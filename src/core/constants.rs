//! Constants used throughout usersecrets.
//!
//! Centralizes file names, directory segments and environment variable names.

/// Base secrets file name, used when no environment is given.
pub const SECRETS_FILE: &str = "secrets.json";

/// Roaming application data variable (Windows convention).
pub const APPDATA_VAR: &str = "APPDATA";

/// Home directory variable (Unix convention).
pub const HOME_VAR: &str = "HOME";

/// Escape hatch for hosts that expose none of the usual locations.
pub const FALLBACK_DIR_VAR: &str = "USER_SECRETS_FALLBACK_DIR";

/// Environment name read by [`HostEnvironment::from_env`](crate::HostEnvironment::from_env)
/// and by the CLI.
pub const ENVIRONMENT_VAR: &str = "APP_ENVIRONMENT";

/// Log filter variable for the CLI.
pub const LOG_VAR: &str = "USERSECRETS_LOG";

/// Directory segments below a root taken from [`APPDATA_VAR`].
pub const ROAMING_SEGMENTS: [&str; 2] = ["Microsoft", "UserSecrets"];

/// Directory segments below any other root.
pub const HOME_SEGMENTS: [&str; 2] = [".microsoft", "usersecrets"];

/// Manifest file searched for a secrets id by default.
pub const MANIFEST_FILE: &str = "Cargo.toml";

/// Key separator in flattened configuration keys.
pub const KEY_DELIMITER: &str = ":";
//! Flattening of JSON documents into configuration key/value pairs.
//!
//! Nested objects join their keys with `:`; array elements use their index.
//! `{"Db": {"Hosts": ["a", "b"]}}` becomes `Db:Hosts:0 = a`, `Db:Hosts:1 = b`.
//!
//! Documents are read into `Node` rather than `serde_json::Value`, which
//! keeps every object member in document order, repeated keys included.

use std::collections::BTreeMap;
use std::fmt;

use serde::de::{self, Deserialize, Deserializer, MapAccess, SeqAccess, Visitor};

use crate::core::constants::KEY_DELIMITER;

/// A JSON value with object members kept as written.
#[derive(Debug, Clone, PartialEq)]
enum Node {
    Null,
    Scalar(String),
    Array(Vec<Node>),
    Object(Vec<(String, Node)>),
}

impl Node {
    fn kind(&self) -> &'static str {
        match self {
            Node::Null => "null",
            Node::Scalar(_) => "a scalar",
            Node::Array(_) => "an array",
            Node::Object(_) => "an object",
        }
    }
}

impl<'de> Deserialize<'de> for Node {
    fn deserialize<D: Deserializer<'de>>(deserializer: D) -> Result<Self, D::Error> {
        deserializer.deserialize_any(NodeVisitor)
    }
}

struct NodeVisitor;

impl<'de> Visitor<'de> for NodeVisitor {
    type Value = Node;

    fn expecting(&self, f: &mut fmt::Formatter<'_>) -> fmt::Result {
        f.write_str("a JSON value")
    }

    fn visit_unit<E: de::Error>(self) -> Result<Node, E> {
        Ok(Node::Null)
    }

    fn visit_none<E: de::Error>(self) -> Result<Node, E> {
        Ok(Node::Null)
    }

    fn visit_bool<E: de::Error>(self, v: bool) -> Result<Node, E> {
        Ok(Node::Scalar(v.to_string()))
    }

    fn visit_i64<E: de::Error>(self, v: i64) -> Result<Node, E> {
        Ok(Node::Scalar(v.to_string()))
    }

    fn visit_u64<E: de::Error>(self, v: u64) -> Result<Node, E> {
        Ok(Node::Scalar(v.to_string()))
    }

    fn visit_f64<E: de::Error>(self, v: f64) -> Result<Node, E> {
        // Same rendering serde_json uses for its own numbers.
        let text = serde_json::Number::from_f64(v)
            .map(|n| n.to_string())
            .unwrap_or_else(|| v.to_string());
        Ok(Node::Scalar(text))
    }

    fn visit_str<E: de::Error>(self, v: &str) -> Result<Node, E> {
        Ok(Node::Scalar(v.to_string()))
    }

    fn visit_string<E: de::Error>(self, v: String) -> Result<Node, E> {
        Ok(Node::Scalar(v))
    }

    fn visit_seq<A: SeqAccess<'de>>(self, mut seq: A) -> Result<Node, A::Error> {
        let mut items = Vec::new();
        while let Some(item) = seq.next_element()? {
            items.push(item);
        }
        Ok(Node::Array(items))
    }

    fn visit_map<A: MapAccess<'de>>(self, mut map: A) -> Result<Node, A::Error> {
        let mut members = Vec::new();
        while let Some((key, value)) = map.next_entry::<String, Node>()? {
            members.push((key, value));
        }
        Ok(Node::Object(members))
    }
}

/// Parse and flatten JSON text.
///
/// Keys are returned in document order. The root must be an object. Two
/// keys that flatten to the same name, compared case-insensitively, are
/// rejected, whether they repeat exactly or differ only by case.
pub fn parse(text: &str) -> Result<Vec<(String, String)>, String> {
    let root: Node = serde_json::from_str(text).map_err(|e| e.to_string())?;
    let members = match root {
        Node::Object(members) => members,
        other => {
            return Err(format!(
                "top-level JSON element must be an object, found {}",
                other.kind()
            ))
        }
    };

    let mut out = Vec::new();
    let mut seen = BTreeMap::new();
    for (key, value) in members {
        visit(key, value, &mut out, &mut seen)?;
    }
    Ok(out)
}

fn visit(
    prefix: String,
    node: Node,
    out: &mut Vec<(String, String)>,
    seen: &mut BTreeMap<String, String>,
) -> Result<(), String> {
    match node {
        Node::Object(members) if !members.is_empty() => {
            for (key, child) in members {
                visit(join(&prefix, &key), child, out, seen)?;
            }
            Ok(())
        }
        Node::Array(items) if !items.is_empty() => {
            for (index, child) in items.into_iter().enumerate() {
                visit(join(&prefix, &index.to_string()), child, out, seen)?;
            }
            Ok(())
        }
        // Empty containers still define their key.
        Node::Object(_) | Node::Array(_) | Node::Null => emit(prefix, String::new(), out, seen),
        Node::Scalar(s) => emit(prefix, s, out, seen),
    }
}

fn emit(
    key: String,
    value: String,
    out: &mut Vec<(String, String)>,
    seen: &mut BTreeMap<String, String>,
) -> Result<(), String> {
    if let Some(existing) = seen.insert(key.to_lowercase(), key.clone()) {
        return Err(format!("duplicate key '{}' (conflicts with '{}')", key, existing));
    }
    out.push((key, value));
    Ok(())
}

fn join(prefix: &str, key: &str) -> String {
    format!("{}{}{}", prefix, KEY_DELIMITER, key)
}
- - -
For each line in the records that holds "core", show that line as it stands.

> _Answer box_:
filename src/core/constants.rs
use crate::core::constants::KEY_DELIMITER;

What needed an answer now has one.